One of the more intriguing acts to appear at this year’s Lounge on the Farm was the Television Personalities. Led by sole surviving original member Dan Treacy, the nearest the Television Personalities got to fame was the 1978 song ‘Part Time Punks’, which gently poked fun at the suburban and provincial punks who walked down the King’s Road where they ‘try and look trendy’ but ‘all look the same’. The part time punks are funny because they get being cool wrong.
They go to Rough Trade because ‘They wanna buy the O-Level single/ or “Read About Seymour”’, but end up buying a Lurkers record instead because it’s pressed in red vinyl. To translate, the O-Level were an obscure independent label punk band (which, amusingly enough, also featured Dan Treacy) and ‘Read About Seymour’ was a single by the then super-cool art-punk heroes Swell Maps – both of which were far cooler and more exclusive than the gumbie-punk band The Lurkers, who were kind of what The Ramones might have been like had they come from, er, Uxbridge.
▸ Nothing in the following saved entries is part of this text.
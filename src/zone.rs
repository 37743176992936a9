//! Polygonal zone of interest.
//!
//! A zone is defined once per deployment as a normalized template (vertices in
//! `[0,1]²`) and scaled to pixel coordinates when the source reports its
//! resolution. Containment uses the even-odd ray-casting rule against a
//! detection's bounding-box center: the center is a stable reference point
//! under box jitter, unlike corners.
//!
//! Boundary rule: points on a polygon edge are classified by the half-open
//! parity of the even-odd test. For an axis-aligned rectangle that means the
//! minimum-x edge is inside and the maximum-x edge is outside. Tests pin this
//! classification.

use anyhow::{anyhow, Result};
use serde::Deserialize;

use crate::detect::Detection;

/// Normalized zone polygon, fixed per deployment.
#[derive(Clone, Debug, Deserialize, PartialEq)]
pub struct ZoneTemplate {
    vertices: Vec<(f64, f64)>,
}

impl ZoneTemplate {
    pub fn new(vertices: Vec<(f64, f64)>) -> Result<Self> {
        if vertices.len() < 3 {
            return Err(anyhow!(
                "zone template needs at least 3 vertices, got {}",
                vertices.len()
            ));
        }
        for &(x, y) in &vertices {
            if !(0.0..=1.0).contains(&x) || !(0.0..=1.0).contains(&y) {
                return Err(anyhow!(
                    "zone template vertex ({}, {}) outside the unit square",
                    x,
                    y
                ));
            }
        }
        Ok(Self { vertices })
    }

    /// The left half of the frame. Matches the deployed monitoring layout.
    pub fn left_half() -> Self {
        Self {
            vertices: vec![(0.0, 0.0), (0.5, 0.0), (0.5, 1.0), (0.0, 1.0)],
        }
    }

    pub fn vertices(&self) -> &[(f64, f64)] {
        &self.vertices
    }

    /// Validate a template that arrived via deserialization.
    pub fn validated(self) -> Result<Self> {
        Self::new(self.vertices)
    }
}

/// Zone polygon in source-resolution pixel coordinates.
///
/// Computed once per session as `template * (width, height)` with coordinates
/// truncated to integers, so the same template yields exactly proportional
/// polygons at proportional resolutions.
#[derive(Clone, Debug, PartialEq)]
pub struct Zone {
    vertices: Vec<(i32, i32)>,
}

impl Zone {
    pub fn from_template(template: &ZoneTemplate, width: u32, height: u32) -> Self {
        let vertices = template
            .vertices()
            .iter()
            .map(|&(x, y)| ((x * width as f64) as i32, (y * height as f64) as i32))
            .collect();
        Self { vertices }
    }

    pub fn vertices(&self) -> &[(i32, i32)] {
        &self.vertices
    }

    /// Even-odd ray-casting point-in-polygon test.
    pub fn contains_point(&self, px: f32, py: f32) -> bool {
        let px = px as f64;
        let py = py as f64;
        let mut inside = false;
        let n = self.vertices.len();
        let mut j = n - 1;
        for i in 0..n {
            let (xi, yi) = (self.vertices[i].0 as f64, self.vertices[i].1 as f64);
            let (xj, yj) = (self.vertices[j].0 as f64, self.vertices[j].1 as f64);
            if (yi > py) != (yj > py) {
                let x_cross = xi + (py - yi) * (xj - xi) / (yj - yi);
                if px < x_cross {
                    inside = !inside;
                }
            }
            j = i;
        }
        inside
    }

    /// Containment test for one detection, using the bounding-box center as
    /// the reference point.
    pub fn contains(&self, detection: &Detection) -> bool {
        let (cx, cy) = detection.bbox.center();
        self.contains_point(cx, cy)
    }

    /// The subset of detections inside the zone. Feeds the annotator overlay
    /// only; neither alerting nor occupancy is gated on zone membership.
    pub fn trigger<'a>(&self, detections: &'a [Detection]) -> Vec<&'a Detection> {
        detections.iter().filter(|d| self.contains(d)).collect()
    }
}

#[cfg(test)]
mod tests {
    use super::*;
    use crate::detect::BoundingBox;

    fn rect_zone() -> Zone {
        // 100x100 square at the origin.
        let template = ZoneTemplate::new(vec![(0.0, 0.0), (1.0, 0.0), (1.0, 1.0), (0.0, 1.0)])
            .expect("template");
        Zone::from_template(&template, 100, 100)
    }

    /// Reference even-odd implementation, structured differently from the
    /// production one, for agreement checks.
    fn reference_contains(vertices: &[(i32, i32)], px: f64, py: f64) -> bool {
        let mut crossings = 0u32;
        for i in 0..vertices.len() {
            let (x1, y1) = (vertices[i].0 as f64, vertices[i].1 as f64);
            let k = (i + 1) % vertices.len();
            let (x2, y2) = (vertices[k].0 as f64, vertices[k].1 as f64);
            if (y1 > py) == (y2 > py) {
                continue;
            }
            let t = (py - y1) / (y2 - y1);
            if px < x1 + t * (x2 - x1) {
                crossings += 1;
            }
        }
        crossings % 2 == 1
    }

    #[test]
    fn template_requires_three_vertices() {
        assert!(ZoneTemplate::new(vec![(0.0, 0.0), (1.0, 1.0)]).is_err());
        assert!(ZoneTemplate::new(vec![(0.0, 0.0), (1.0, 0.0), (0.5, 1.0)]).is_ok());
    }

    #[test]
    fn template_rejects_vertices_outside_unit_square() {
        assert!(ZoneTemplate::new(vec![(0.0, 0.0), (1.2, 0.0), (0.5, 1.0)]).is_err());
    }

    #[test]
    fn contains_agrees_with_reference_on_concave_polygon() {
        // Concave "L" shape.
        let template = ZoneTemplate::new(vec![
            (0.0, 0.0),
            (1.0, 0.0),
            (1.0, 0.4),
            (0.4, 0.4),
            (0.4, 1.0),
            (0.0, 1.0),
        ])
        .expect("template");
        let zone = Zone::from_template(&template, 200, 200);

        for x in (0..200).step_by(7) {
            for y in (0..200).step_by(7) {
                let (px, py) = (x as f64 + 0.5, y as f64 + 0.5);
                assert_eq!(
                    zone.contains_point(px as f32, py as f32),
                    reference_contains(zone.vertices(), px, py),
                    "disagreement at ({}, {})",
                    px,
                    py
                );
            }
        }
    }

    #[test]
    fn boundary_rule_is_half_open() {
        let zone = rect_zone();
        // Minimum-x edge counts as inside, maximum-x edge as outside.
        assert!(zone.contains_point(0.0, 50.0));
        assert!(!zone.contains_point(100.0, 50.0));
        // Interior and exterior sanity.
        assert!(zone.contains_point(50.0, 50.0));
        assert!(!zone.contains_point(150.0, 50.0));
    }

    #[test]
    fn detection_containment_uses_box_center() {
        let zone = rect_zone();
        // Box straddling the border, center inside.
        let inside = Detection::new("person", 0.9, BoundingBox::new(80.0, 40.0, 110.0, 60.0));
        // Center outside even though a corner is inside.
        let outside = Detection::new("person", 0.9, BoundingBox::new(90.0, 40.0, 160.0, 60.0));
        assert!(zone.contains(&inside));
        assert!(!zone.contains(&outside));
    }

    #[test]
    fn trigger_returns_contained_subset() {
        let zone = rect_zone();
        let detections = vec![
            Detection::new("person", 0.9, BoundingBox::new(10.0, 10.0, 30.0, 30.0)),
            Detection::new("person", 0.8, BoundingBox::new(150.0, 10.0, 170.0, 30.0)),
        ];
        let hits = zone.trigger(&detections);
        assert_eq!(hits.len(), 1);
        assert_eq!(hits[0].bbox, detections[0].bbox);
    }

    #[test]
    fn halving_resolution_halves_every_vertex() {
        let template = ZoneTemplate::left_half();
        let full = Zone::from_template(&template, 1280, 720);
        let half = Zone::from_template(&template, 640, 360);
        assert_eq!(full.vertices().len(), half.vertices().len());
        for (&(fx, fy), &(hx, hy)) in full.vertices().iter().zip(half.vertices()) {
            assert_eq!(fx, hx * 2);
            assert_eq!(fy, hy * 2);
        }
    }
}
use std::sync::Mutex;
use std::time::Duration;

use tempfile::NamedTempFile;

use zone_sentinel::config::{MonitorConfig, SourceKind};
use zone_sentinel::detect::MatchMode;
use zone_sentinel::zone::ZoneTemplate;

static ENV_LOCK: Mutex<()> = Mutex::new(());

fn clear_env() {
    for key in [
        "SENTINEL_CONFIG",
        "SENTINEL_DB_PATH",
        "SENTINEL_SCREENSHOTS_DIR",
        "SENTINEL_SOURCE",
        "SENTINEL_SOURCE_KIND",
        "SENTINEL_TRIGGER_CLASSES",
        "SENTINEL_COOLDOWN_SECS",
    ] {
        std::env::remove_var(key);
    }
}

#[test]
fn defaults_without_file_or_env() {
    let _guard = ENV_LOCK.lock().unwrap();
    clear_env();

    let cfg = MonitorConfig::load().expect("load config");

    assert_eq!(cfg.db_path, "alerts.db");
    assert_eq!(cfg.screenshots_dir, "screenshots");
    assert_eq!(cfg.source.kind, SourceKind::File);
    assert_eq!(cfg.source.location, "stub://video");
    assert_eq!((cfg.source.width, cfg.source.height), (1280, 720));
    assert_eq!(cfg.zone_template, ZoneTemplate::left_half());
    assert_eq!(cfg.occupancy_class, "person");
    assert_eq!(cfg.occupancy_match, MatchMode::Substring);
    assert_eq!(cfg.alerts.trigger_classes, vec!["gun", "knife"]);
    assert_eq!(cfg.alerts.cooldown, Duration::from_secs(30));
    assert_eq!(cfg.alerts.rearm_clear_frames, 3);
    assert_eq!(cfg.alerts.log_capacity, 100);
}

#[test]
fn loads_config_from_file_and_env_overrides() {
    let _guard = ENV_LOCK.lock().unwrap();
    clear_env();

    let mut file = NamedTempFile::new().expect("temp config");
    let toml = r#"
        db_path = "prod_alerts.db"
        screenshots_dir = "/var/lib/sentinel/shots"

        [source]
        kind = "camera"
        location = "/dev/video2"
        width = 1920
        height = 1080
        target_fps = 15

        [zone]
        vertices = [[0.0, 0.0], [1.0, 0.0], [1.0, 0.5], [0.0, 0.5]]

        [occupancy]
        class = "Person"
        exact_match = true

        [alerts]
        trigger_classes = ["Gun", "knife", "rifle"]
        cooldown_secs = 10
        rearm_clear_frames = 5
        log_capacity = 20
    "#;
    std::io::Write::write_all(&mut file, toml.as_bytes()).expect("write config");

    std::env::set_var("SENTINEL_CONFIG", file.path());
    std::env::set_var("SENTINEL_DB_PATH", "env_alerts.db");
    std::env::set_var("SENTINEL_COOLDOWN_SECS", "45");

    let cfg = MonitorConfig::load().expect("load config");

    // Env beats file, file beats defaults.
    assert_eq!(cfg.db_path, "env_alerts.db");
    assert_eq!(cfg.screenshots_dir, "/var/lib/sentinel/shots");
    assert_eq!(cfg.source.kind, SourceKind::Camera);
    assert_eq!(cfg.source.location, "/dev/video2");
    assert_eq!((cfg.source.width, cfg.source.height), (1920, 1080));
    assert_eq!(cfg.source.target_fps, 15);
    assert_eq!(cfg.zone_template.vertices().len(), 4);
    assert_eq!(cfg.occupancy_class, "person");
    assert_eq!(cfg.occupancy_match, MatchMode::Exact);
    // Trigger classes are lowercased during validation.
    assert_eq!(cfg.alerts.trigger_classes, vec!["gun", "knife", "rifle"]);
    assert_eq!(cfg.alerts.cooldown, Duration::from_secs(45));
    assert_eq!(cfg.alerts.rearm_clear_frames, 5);
    assert_eq!(cfg.alerts.log_capacity, 20);

    clear_env();
}

#[test]
fn env_trigger_classes_replace_the_list() {
    let _guard = ENV_LOCK.lock().unwrap();
    clear_env();

    std::env::set_var("SENTINEL_TRIGGER_CLASSES", "Machete, gun ,");
    let cfg = MonitorConfig::load().expect("load config");
    assert_eq!(cfg.alerts.trigger_classes, vec!["machete", "gun"]);

    clear_env();
}

#[test]
fn rejects_invalid_zone_from_file() {
    let _guard = ENV_LOCK.lock().unwrap();
    clear_env();

    let mut file = NamedTempFile::new().expect("temp config");
    let toml = r#"
        [zone]
        vertices = [[0.0, 0.0], [1.5, 0.0], [1.0, 1.0]]
    "#;
    std::io::Write::write_all(&mut file, toml.as_bytes()).expect("write config");
    std::env::set_var("SENTINEL_CONFIG", file.path());

    assert!(MonitorConfig::load().is_err());

    clear_env();
}

#[test]
fn rejects_unknown_source_kind() {
    let _guard = ENV_LOCK.lock().unwrap();
    clear_env();

    std::env::set_var("SENTINEL_SOURCE_KIND", "carrier-pigeon");
    assert!(MonitorConfig::load().is_err());

    clear_env();
}

#[test]
fn rejects_empty_trigger_classes() {
    let _guard = ENV_LOCK.lock().unwrap();
    clear_env();

    let mut file = NamedTempFile::new().expect("temp config");
    let toml = r#"
        [alerts]
        trigger_classes = []
    "#;
    std::io::Write::write_all(&mut file, toml.as_bytes()).expect("write config");
    std::env::set_var("SENTINEL_CONFIG", file.path());

    assert!(MonitorConfig::load().is_err());

    clear_env();
}
//! Live camera source.
//!
//! Captures frames from a local V4L2 device behind the `ingest-v4l2` feature.
//! `stub://` devices select a synthetic live backend available in any build.
//! A camera never reports end-of-stream: read failures are transient errors
//! and the orchestrator decides when too many in a row become fatal.

use anyhow::Result;

use crate::frame::Frame;
use crate::source::{FrameSource, StubSource};

/// Configuration for a camera source.
#[derive(Clone, Debug)]
pub struct CameraConfig {
    /// Device path (e.g. `/dev/video0`), or `stub://name` for the synthetic
    /// backend.
    pub device: String,
    /// Requested capture width; the device may negotiate a different one.
    pub width: u32,
    pub height: u32,
    /// Target frame rate hint for the device.
    pub target_fps: u32,
}

impl Default for CameraConfig {
    fn default() -> Self {
        Self {
            device: "stub://camera".to_string(),
            width: 1280,
            height: 720,
            target_fps: 30,
        }
    }
}

impl CameraConfig {
    /// Map a numeric camera index to its V4L2 device node.
    pub fn device_for_index(index: u32) -> String {
        format!("/dev/video{}", index)
    }
}

pub struct CameraSource {
    backend: CameraBackend,
    device: String,
}

enum CameraBackend {
    Synthetic(StubSource),
    #[cfg(feature = "ingest-v4l2")]
    V4l2(v4l2::DeviceCameraSource),
}

impl CameraSource {
    pub fn open(config: CameraConfig) -> Result<Self> {
        let device = config.device.clone();
        if config.device.starts_with("stub://") {
            log::info!("CameraSource: opened {} (synthetic)", device);
            Ok(Self {
                backend: CameraBackend::Synthetic(StubSource::live(
                    Vec::new(),
                    config.width,
                    config.height,
                )),
                device,
            })
        } else {
            #[cfg(feature = "ingest-v4l2")]
            {
                let source = v4l2::DeviceCameraSource::open(config)?;
                Ok(Self {
                    backend: CameraBackend::V4l2(source),
                    device,
                })
            }
            #[cfg(not(feature = "ingest-v4l2"))]
            {
                Err(anyhow::anyhow!(
                    "camera capture from {} requires the ingest-v4l2 feature",
                    config.device
                ))
            }
        }
    }
}

impl FrameSource for CameraSource {
    fn describe(&self) -> String {
        format!("camera:{}", self.device)
    }

    fn resolution(&self) -> (u32, u32) {
        match &self.backend {
            CameraBackend::Synthetic(source) => source.resolution(),
            #[cfg(feature = "ingest-v4l2")]
            CameraBackend::V4l2(source) => source.resolution(),
        }
    }

    fn is_live(&self) -> bool {
        true
    }

    fn next_frame(&mut self) -> Result<Option<Frame>> {
        match &mut self.backend {
            CameraBackend::Synthetic(source) => source.next_frame(),
            #[cfg(feature = "ingest-v4l2")]
            CameraBackend::V4l2(source) => source.next_frame().map(Some),
        }
    }

    fn close(&mut self) {
        #[cfg(feature = "ingest-v4l2")]
        if let CameraBackend::V4l2(source) = &mut self.backend {
            source.close();
        }
    }
}

#[cfg(feature = "ingest-v4l2")]
mod v4l2 {
    use anyhow::{Context, Result};
    use chrono::Utc;
    use ouroboros::self_referencing;

    use super::CameraConfig;
    use crate::frame::Frame;

    pub(super) struct DeviceCameraSource {
        config: CameraConfig,
        state: Option<CameraState>,
        frame_count: u64,
        active_width: u32,
        active_height: u32,
    }

    #[self_referencing]
    struct CameraState {
        device: v4l::Device,
        #[borrows(mut device)]
        #[covariant]
        stream: v4l::prelude::MmapStream<'this, v4l::Device>,
    }

    impl DeviceCameraSource {
        pub(super) fn open(config: CameraConfig) -> Result<Self> {
            use v4l::buffer::Type;
            use v4l::video::Capture;

            let mut device = v4l::Device::with_path(&config.device)
                .with_context(|| format!("open v4l2 device {}", config.device))?;
            let mut format = device.format().context("read v4l2 format")?;
            format.width = config.width;
            format.height = config.height;
            format.fourcc = v4l::FourCC::new(b"RGB3");

            let format = match device.set_format(&format) {
                Ok(format) => format,
                Err(err) => {
                    log::warn!(
                        "CameraSource: failed to set format on {}: {}",
                        config.device,
                        err
                    );
                    device
                        .format()
                        .context("read v4l2 format after set failure")?
                }
            };

            if config.target_fps > 0 {
                let params = v4l::video::capture::Parameters::with_fps(config.target_fps);
                if let Err(err) = device.set_params(&params) {
                    log::warn!(
                        "CameraSource: failed to set fps on {}: {}",
                        config.device,
                        err
                    );
                }
            }

            let active_width = format.width;
            let active_height = format.height;

            let state = CameraStateBuilder {
                device,
                stream_builder: |device| {
                    v4l::prelude::MmapStream::with_buffers(device, Type::VideoCapture, 4)
                        .map_err(|err| anyhow::Error::new(err).context("create v4l2 buffer stream"))
                },
            }
            .try_build()?;

            log::info!(
                "CameraSource: opened {} ({}x{})",
                config.device,
                active_width,
                active_height
            );

            Ok(Self {
                config,
                state: Some(state),
                frame_count: 0,
                active_width,
                active_height,
            })
        }

        pub(super) fn resolution(&self) -> (u32, u32) {
            (self.active_width, self.active_height)
        }

        pub(super) fn next_frame(&mut self) -> Result<Frame> {
            use v4l::io::traits::CaptureStream;

            let state = self
                .state
                .as_mut()
                .with_context(|| format!("camera {} already closed", self.config.device))?;
            let pixels = state
                .with_mut(|fields| fields.stream.next().map(|(buf, _meta)| buf.to_vec()))
                .context("capture v4l2 frame")?;

            self.frame_count += 1;
            Frame::new(
                pixels,
                self.active_width,
                self.active_height,
                self.frame_count,
                Utc::now(),
            )
        }

        pub(super) fn close(&mut self) {
            self.state = None;
        }
    }
}
use anyhow::Result;

use zone_sentinel::alert::{AlertManager, AlertPolicy, AlertStore, ScreenshotStore, SqliteAlertStore};
use zone_sentinel::detect::{BoundingBox, Detection, MatchMode, ScriptedDetector};
use zone_sentinel::pipeline::{Monitor, NullSink};
use zone_sentinel::source::StubSource;
use zone_sentinel::zone::{Zone, ZoneTemplate};
use zone_sentinel::OccupancyCounter;

fn detection(label: &str, confidence: f32, cx: f32, cy: f32) -> Detection {
    Detection::new(
        label,
        confidence,
        BoundingBox::new(cx - 8.0, cy - 8.0, cx + 8.0, cy + 8.0),
    )
}

fn build_monitor(
    frames: usize,
    script: Vec<Vec<Detection>>,
    db_path: &std::path::Path,
    shots_dir: &std::path::Path,
) -> Result<Monitor> {
    let source = Box::new(StubSource::file(frames, 320, 240));
    let zone = Zone::from_template(&ZoneTemplate::left_half(), 320, 240);
    Ok(Monitor::new(
        source,
        Box::new(ScriptedDetector::new(script)),
        zone,
        OccupancyCounter::new("person", MatchMode::Substring),
        AlertManager::new(AlertPolicy::default()),
        ScreenshotStore::new(shots_dir)?,
        Box::new(SqliteAlertStore::open(db_path)?),
        Box::new(NullSink),
    ))
}

#[test]
fn knife_frame_produces_one_durable_record_with_screenshot() -> Result<()> {
    let dir = tempfile::tempdir()?;
    let db_path = dir.path().join("alerts.db");
    let shots_dir = dir.path().join("screenshots");

    let script = vec![
        Vec::new(),
        vec![detection("knife 0.90", 0.90, 60.0, 120.0)],
        Vec::new(),
    ];
    let mut monitor = build_monitor(3, script, &db_path, &shots_dir)?;
    let summary = monitor.run()?;

    assert_eq!(summary.frames_processed, 3);
    assert_eq!(summary.alerts_fired, 1);
    assert_eq!(summary.last_occupancy, 0);

    // The record survives the run: reopen the database cold.
    let store = SqliteAlertStore::open(&db_path)?;
    let records = store.list_all()?;
    assert_eq!(records.len(), 1);
    assert_eq!(records[0].item_name, "knife");
    assert!(!records[0].screenshot_path.is_empty());
    assert!(std::path::Path::new(&records[0].screenshot_path).exists());
    Ok(())
}

#[test]
fn sustained_weapon_yields_one_record_and_occupancy_spans_the_frame() -> Result<()> {
    let dir = tempfile::tempdir()?;
    let db_path = dir.path().join("alerts.db");
    let shots_dir = dir.path().join("screenshots");

    // Gun present on every frame; two people, one inside the left-half zone
    // (x < 160) and one outside. Occupancy counts both.
    let per_frame = vec![
        detection("gun 0.95", 0.95, 200.0, 100.0),
        detection("person 0.80", 0.80, 80.0, 120.0),
        detection("person 0.75", 0.75, 280.0, 120.0),
    ];
    let script = vec![per_frame.clone(), per_frame.clone(), per_frame];
    let mut monitor = build_monitor(3, script, &db_path, &shots_dir)?;
    let summary = monitor.run()?;

    assert_eq!(summary.frames_processed, 3);
    assert_eq!(summary.alerts_fired, 1, "sustained detection fires once");
    assert_eq!(summary.last_occupancy, 2);

    let store = SqliteAlertStore::open(&db_path)?;
    let records = store.list_all()?;
    assert_eq!(records.len(), 1);
    assert_eq!(records[0].item_name, "gun");
    Ok(())
}

#[test]
fn alert_log_messages_name_the_item() -> Result<()> {
    let dir = tempfile::tempdir()?;
    let db_path = dir.path().join("alerts.db");
    let shots_dir = dir.path().join("screenshots");

    let script = vec![vec![detection("gun 0.93", 0.93, 50.0, 50.0)]];
    let mut monitor = build_monitor(1, script, &db_path, &shots_dir)?;
    monitor.run()?;

    let messages: Vec<&str> = monitor.alert_log().collect();
    assert_eq!(messages.len(), 1);
    assert!(messages[0].contains("Objectionable item (gun)"));
    Ok(())
}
32 years later, the Television Personalities are playing the Cowshed, the biggest stage at Lounge on the Farm, in an unpopular afternoon slot. The name of the stage is quite literal – it’s called ‘the Cowshed’ because it’s in a cavernous cowshed, which could comfortably fit two or three thousand people in to the see the band. Sadly, no more than about thirty have turned up to see Dan Treacy’s crew, including me, my wife, and my two sons. There’s a thin crust of us lining up along the barrier at the front of the stage, most of us with fond memories of ‘Part Time Punks’, and a few random punters who hang back from the stage, watching the band out of idle curiosity.
My wife Jacqui leaves after a few numbers, later describing it as ‘a bit of a car crash’, and takes our younger son, Tom, with her to find more suitable entertainment elsewhere. I stay to watch with our older one, Joe, who’s 13. I suspect he’s held more by loyalty to me than by the music.
At least one of the two guitars has at least one string out of tune, but that’s the least of the problems. Treacy looks simply bewildered on stage, confused but amused at being there. Wearing a faded shirt and a beanie hat, he gives the impression that he’s been living rough for the last decade or so, although the current bands he references in his between-songs banter suggests he’s at least been in a homeless shelter with internet access. It’s not so much that his voice is out of tune, it’s more that it’s not aware that there was a tune there in the first place. In their one almost-famous song, ‘Part Time Punks’, he forgets the words in the third verse and repeats some lines from an earlier one.
But there’s something curiously moving about hearing him sing a song based on an idea of cool that dates from a period of maybe two weeks in 1978. And there’s something curiously entertaining about Treacy’s bewilderment. He just seems to say whatever comes into his head. He notices one of the mechanised moving spotlights on the stage. ‘What’s that?’ he asks, grinning. ‘It looks like a monkey!’ Later, he goes up to it and holds the microphone up to it, as if expecting it to sing.
On closer inspection, the other three musicians in the band are extremely good, constantly watching him and timing what they do to accommodate his spontaneity and eccentricity. Treacy’s definitely singing to the desultory crowd semi-gathered in front of him. It’s unnerving when he catches your eye, because you can see he’s really looking at you with his hooded eyes, taking you in, and it’s hard to tell whether it’s real contempt that he’s radiating with his stare. Like Billy Childish, he seems entirely unselfconscious about the experience of being on stage under the gaze of a bunch of strangers.
Jacqui’s right about it being a car crash, but I’d modify her assessment and say it’s an entertaining car crash. At one point, Treacy breaks his plectrum, and throws it out for a lucky punter to keep as a memento. Fittingly, it falls short of the, for want of a better word, crowd, and lands behind the barrier. I wonder whether it’s just my prior knowledge of the band that’s making this entertaining, but at the end, Joe asks me to get the one bouncer assigned to the gig to retrieve the plectrum for his collection of special things, and when we get back from the festival he gets me to load ‘Part Time Punks’ onto his iPod.